Torsten Sarfert – Redakteur
Dabei seit: Februar 2022
Ganz ehrlich: Das vergangene Jahr war sicherlich kein Glanzjahr in der Menschheitsgeschichte und auch für 2024 könnten die Voraussetzungen rosiger sein. Für mich persönlich lief auch nicht alles glatt. Das tat es aber eigentlich noch nie und ist vergleichsweise oft nur ein First World Problem. Deswegen bin ich äusserst dankbar für die vielen magischen musikalischen Momente, die ich 2023 nämlich auch erleben durfte. Manche für mich allein, manche gemeinsam mit (vielen) anderen. So viele sogar, würde ich alle aufzählen, es den Rahmen sprengen würde.
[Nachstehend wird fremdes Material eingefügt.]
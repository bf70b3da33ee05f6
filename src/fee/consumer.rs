//! Fee Assessment Consumer
//!
//! Consumes `TransferCompleted` deliveries, debits the fee from the source
//! account and records the outcome. Delivery is at-least-once: the offset
//! is only committed for handled deliveries, and the
//! `(transfer_id, topic, offset)` record in the fee store is what keeps a
//! redelivery from charging twice.

use std::sync::Arc;
use std::time::Duration;

use chrono::{DateTime, Utc};
use rust_decimal::Decimal;
use tracing::{error, info, warn};
use uuid::Uuid;

use crate::events::{BrokerError, Delivery, EventPublisher, EventSource, FeeApplied, TransferCompleted};
use crate::movement::{Direction, MovementClient, MovementRequest};
use crate::retry::{RetryPolicy, with_backoff};
use crate::saga::TransferStore;

use super::policy::FeePolicy;
use super::store::{FeeProcessingRecord, FeeProcessingStatus, FeeStore, FeeStoreError};

/// Loop pacing for [`FeeConsumer::run`].
#[derive(Debug, Clone)]
pub struct ConsumerConfig {
    /// Pause when the topic has nothing new.
    pub idle_poll_delay: Duration,
    /// Pause before re-polling an unacknowledged delivery.
    pub redelivery_delay: Duration,
    /// Pause after a broker error.
    pub error_backoff: Duration,
}

impl Default for ConsumerConfig {
    fn default() -> Self {
        Self {
            idle_poll_delay: Duration::from_millis(200),
            redelivery_delay: Duration::from_secs(1),
            error_backoff: Duration::from_secs(5),
        }
    }
}

pub struct FeeConsumer {
    fees: Arc<dyn FeeStore>,
    transfers: Arc<dyn TransferStore>,
    movements: Arc<dyn MovementClient>,
    publisher: Arc<dyn EventPublisher>,
    policy: FeePolicy,
    retry: RetryPolicy,
    fee_topic: String,
    config: ConsumerConfig,
}

impl FeeConsumer {
    pub fn new(
        fees: Arc<dyn FeeStore>,
        transfers: Arc<dyn TransferStore>,
        movements: Arc<dyn MovementClient>,
        publisher: Arc<dyn EventPublisher>,
        policy: FeePolicy,
        retry: RetryPolicy,
        fee_topic: impl Into<String>,
    ) -> Self {
        Self {
            fees,
            transfers,
            movements,
            publisher,
            policy,
            retry,
            fee_topic: fee_topic.into(),
            config: ConsumerConfig::default(),
        }
    }

    pub fn with_config(mut self, config: ConsumerConfig) -> Self {
        self.config = config;
        self
    }

    /// Consume forever. Handled deliveries are committed; unhandled ones are
    /// re-polled after a pause so the partition does not spin hot.
    pub async fn run(&self, source: &dyn EventSource) -> ! {
        info!(fee_topic = %self.fee_topic, "Starting fee consumer");

        loop {
            match source.poll().await {
                Ok(Some(delivery)) => {
                    if self.process(&delivery).await {
                        if let Err(err) = source.commit(&delivery).await {
                            // Redelivery of a handled message is safe; the
                            // dedupe record absorbs it.
                            error!(
                                offset = delivery.offset,
                                error = %err,
                                "Offset commit failed"
                            );
                        }
                    } else {
                        warn!(
                            offset = delivery.offset,
                            "Delivery unacknowledged, will be redelivered"
                        );
                        tokio::time::sleep(self.config.redelivery_delay).await;
                    }
                }
                Ok(None) => tokio::time::sleep(self.config.idle_poll_delay).await,
                Err(err) => {
                    error!(error = %err, "Broker poll failed");
                    tokio::time::sleep(self.config.error_backoff).await;
                }
            }
        }
    }

    /// Process everything currently on the topic, committing handled
    /// deliveries. Stops at the first unhandled delivery (it would only be
    /// re-polled). Returns how many were handled.
    pub async fn drain(&self, source: &dyn EventSource) -> Result<usize, BrokerError> {
        let mut handled = 0;
        while let Some(delivery) = source.poll().await? {
            if !self.process(&delivery).await {
                break;
            }
            source.commit(&delivery).await?;
            handled += 1;
        }
        Ok(handled)
    }

    /// Handle one delivery. `true` means the offset can be committed.
    pub async fn process(&self, delivery: &Delivery) -> bool {
        let event: TransferCompleted = match serde_json::from_str(&delivery.payload) {
            Ok(event) => event,
            Err(err) => {
                // Poison message: redelivering it forever would wedge the
                // partition, so it is skipped as handled.
                error!(
                    topic = %delivery.topic,
                    offset = delivery.offset,
                    error = %err,
                    "Undecodable payload, skipping delivery"
                );
                return true;
            }
        };

        match self.assess(&event, delivery).await {
            Ok(handled) => handled,
            Err(err) => {
                error!(
                    transfer_id = event.transfer_id,
                    error = %err,
                    "Fee store error, leaving delivery unacknowledged"
                );
                false
            }
        }
    }

    async fn assess(
        &self,
        event: &TransferCompleted,
        delivery: &Delivery,
    ) -> Result<bool, FeeStoreError> {
        // A Success row means this exact delivery already charged the fee.
        // A Failure row does not short-circuit: this redelivery is the retry.
        if let Some(existing) = self
            .fees
            .find(event.transfer_id, &delivery.topic, delivery.offset)
            .await?
            && existing.status == FeeProcessingStatus::Success
        {
            info!(
                transfer_id = event.transfer_id,
                offset = delivery.offset,
                "Delivery already processed, skipping"
            );
            return Ok(true);
        }

        let fee = self.policy.assess(event.amount);
        info!(
            transfer_id = event.transfer_id,
            account_id = event.source_account_id,
            fee = %fee,
            "Assessing transfer fee"
        );

        // One key for the whole retry loop below; a later redelivery mints a
        // fresh nonce and the account service sees a new movement.
        let movement = MovementRequest {
            account_id: event.source_account_id,
            direction: Direction::Debit,
            amount: fee,
            description: format!("Fee for transfer {}", event.transfer_id),
            request_key: format!("fee:{}:{}", event.transfer_id, Uuid::new_v4().simple()),
        };

        let applied = with_backoff(&self.retry, |attempt| {
            let movement = &movement;
            async move {
                match self.movements.apply(movement).await {
                    Ok(()) => Ok(()),
                    Err(err) => {
                        warn!(
                            transfer_id = event.transfer_id,
                            attempt,
                            error = %err,
                            "Fee application attempt failed"
                        );
                        Err(err)
                    }
                }
            }
        })
        .await;

        let processed_at = Utc::now();
        match applied {
            Ok(()) => {
                self.fees
                    .upsert(&FeeProcessingRecord {
                        transfer_id: event.transfer_id,
                        topic: delivery.topic.clone(),
                        offset: delivery.offset,
                        account_id: event.source_account_id,
                        fee_amount: fee,
                        status: FeeProcessingStatus::Success,
                        message: String::new(),
                        processed_at,
                    })
                    .await?;

                self.record_fee_on_transfer(event.transfer_id, fee).await;
                self.publish_fee_applied(event, fee, processed_at).await;

                info!(transfer_id = event.transfer_id, fee = %fee, "Fee applied");
                Ok(true)
            }
            Err(err) => {
                self.fees
                    .upsert(&FeeProcessingRecord {
                        transfer_id: event.transfer_id,
                        topic: delivery.topic.clone(),
                        offset: delivery.offset,
                        account_id: event.source_account_id,
                        fee_amount: fee,
                        status: FeeProcessingStatus::Failure,
                        message: err.to_string(),
                        processed_at,
                    })
                    .await?;

                warn!(
                    transfer_id = event.transfer_id,
                    error = %err,
                    "Fee application exhausted retries, delivery left unacknowledged"
                );
                Ok(false)
            }
        }
    }

    /// Best-effort bookkeeping: the fee already landed remotely and is
    /// recorded in the fee store, so a miss here must not force a
    /// redelivery.
    async fn record_fee_on_transfer(&self, transfer_id: i64, fee: Decimal) {
        match self.transfers.set_fee_applied(transfer_id, fee).await {
            Ok(true) => {}
            Ok(false) => warn!(
                transfer_id,
                "No concluded transfer row to record the fee on"
            ),
            Err(err) => error!(
                transfer_id,
                error = %err,
                "Could not record the fee on the transfer row"
            ),
        }
    }

    async fn publish_fee_applied(
        &self,
        event: &TransferCompleted,
        fee: Decimal,
        processed_at: DateTime<Utc>,
    ) {
        let fee_event = FeeApplied {
            fee_id: Uuid::new_v4().to_string(),
            transfer_id: event.transfer_id,
            account_id: event.source_account_id,
            transfer_amount: event.amount,
            fee_amount: fee,
            transferred_at: event.occurred_at,
            processed_at,
            request_key: event.request_key.clone(),
        };
        let payload = match serde_json::to_value(&fee_event) {
            Ok(payload) => payload,
            Err(err) => {
                error!(transfer_id = event.transfer_id, error = %err, "Event not serializable");
                return;
            }
        };
        if let Err(err) = self
            .publisher
            .publish(&self.fee_topic, &event.transfer_id.to_string(), &payload)
            .await
        {
            error!(
                transfer_id = event.transfer_id,
                topic = %self.fee_topic,
                error = %err,
                "FeeApplied not published"
            );
        }
    }
}
//! Transfer data types.

use super::status::{FailureKind, TransferStatus};
use chrono::{DateTime, Utc};
use rust_decimal::Decimal;
use serde::{Deserialize, Serialize};

/// What a caller submits. `request_key` is the caller-chosen idempotency
/// key; resubmitting with the same key replays the recorded verdict instead
/// of moving money again.
#[derive(Debug, Clone, Serialize, Deserialize, PartialEq)]
#[serde(rename_all = "camelCase")]
pub struct TransferRequest {
    pub request_key: String,
    pub source_account_id: i64,
    pub dest_account_id: i64,
    pub amount: Decimal,
}

/// Insert shape for a transfer row; the store assigns the id.
#[derive(Debug, Clone)]
pub struct NewTransfer {
    pub source_account_id: i64,
    pub dest_account_id: i64,
    pub amount: Decimal,
    pub request_key: String,
}

/// One persisted transfer.
#[derive(Debug, Clone, PartialEq)]
pub struct TransferRecord {
    pub id: i64,
    pub source_account_id: i64,
    pub dest_account_id: i64,
    pub amount: Decimal,
    /// Set by the fee consumer once the fee debit lands.
    pub fee_applied: Option<Decimal>,
    pub request_key: String,
    pub status: TransferStatus,
    pub failure_kind: Option<FailureKind>,
    pub failure_message: Option<String>,
    /// Only meaningful on failed transfers: the compensating credit has
    /// been confirmed back onto the source account.
    pub reversed: bool,
    pub created_at: DateTime<Utc>,
    pub updated_at: DateTime<Utc>,
}

/// What a successful `execute` returns, and exactly what a replay of the
/// same request key returns later. Account and transfer ids go out in their
/// opaque token form.
#[derive(Debug, Clone, Serialize, Deserialize, PartialEq)]
#[serde(rename_all = "camelCase")]
pub struct TransferReceipt {
    pub transfer_id: String,
    pub source_account_id: String,
    pub dest_account_id: String,
    pub amount: Decimal,
    /// `None` until the fee consumer has run; replayed receipts keep the
    /// value recorded at conclusion time.
    pub fee_applied: Option<Decimal>,
    pub status: String,
    pub occurred_at: DateTime<Utc>,
}
//! Broker seam and event payloads.
//!
//! The transfer saga publishes [`TransferCompleted`]; the fee consumer reads
//! it off the transfer-completed topic and publishes [`FeeApplied`] once the
//! fee lands. The broker itself is an external collaborator behind
//! [`EventPublisher`] / [`EventSource`]; [`MemoryBroker`] is the in-process
//! implementation used by tests and the demo binary.

pub mod memory;

pub use memory::{MemoryBroker, MemorySubscription};

use async_trait::async_trait;
use chrono::{DateTime, Utc};
use rust_decimal::Decimal;
use serde::{Deserialize, Serialize};
use thiserror::Error;

/// Published when a transfer concludes.
///
/// Wire names are PascalCase; the fee consumer and downstream services
/// already decode this shape, so the casing is part of the contract.
#[derive(Debug, Clone, Serialize, Deserialize, PartialEq)]
#[serde(rename_all = "PascalCase")]
pub struct TransferCompleted {
    pub transfer_id: i64,
    pub source_account_id: i64,
    pub dest_account_id: i64,
    pub amount: Decimal,
    /// Zero at publish time; the fee consumer assesses the actual fee.
    pub fee_applied: Decimal,
    pub occurred_at: DateTime<Utc>,
    /// The request key the transfer was submitted under.
    pub request_key: String,
}

/// Published by the fee consumer after the fee debit lands. camelCase on the
/// wire, unlike [`TransferCompleted`]; the two topics predate each other and
/// kept their own conventions.
#[derive(Debug, Clone, Serialize, Deserialize, PartialEq)]
#[serde(rename_all = "camelCase")]
pub struct FeeApplied {
    pub fee_id: String,
    pub transfer_id: i64,
    /// Account the fee was debited from (the transfer's source).
    pub account_id: i64,
    pub transfer_amount: Decimal,
    pub fee_amount: Decimal,
    pub transferred_at: DateTime<Utc>,
    pub processed_at: DateTime<Utc>,
    pub request_key: String,
}

/// One message pulled off a topic.
#[derive(Debug, Clone, PartialEq)]
pub struct Delivery {
    pub topic: String,
    pub partition: i32,
    pub offset: i64,
    pub key: Option<String>,
    pub payload: String,
}

#[derive(Error, Debug, Clone, PartialEq)]
pub enum BrokerError {
    #[error("Publish to {topic} failed: {reason}")]
    Publish { topic: String, reason: String },
    #[error("Broker unavailable: {0}")]
    Unavailable(String),
}

/// Producer side of the broker.
#[async_trait]
pub trait EventPublisher: Send + Sync {
    /// Publish `payload` under `key`. The key routes related events to one
    /// partition so consumers see them in publish order.
    async fn publish(
        &self,
        topic: &str,
        key: &str,
        payload: &serde_json::Value,
    ) -> Result<(), BrokerError>;
}

/// Consumer side: one group's cursor over one topic.
///
/// `poll` returns the same delivery until it is committed; `commit`
/// acknowledges everything up to and including that delivery. Crashing
/// between the two redelivers (at-least-once).
#[async_trait]
pub trait EventSource: Send + Sync {
    async fn poll(&self) -> Result<Option<Delivery>, BrokerError>;
    async fn commit(&self, delivery: &Delivery) -> Result<(), BrokerError>;
}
Deswegen hier unvollständig, ein wenig ARTNOIR-zentriert und ganz klassisch: meine Top 10 der Konserven und Konzerte 2023. Ich hoffe, ich kann euch damit retrospektiv auch noch den ein oder anderen schönen Moment bescheren.
In diesem Sinne: Happy 2024 – peace, love & humanity!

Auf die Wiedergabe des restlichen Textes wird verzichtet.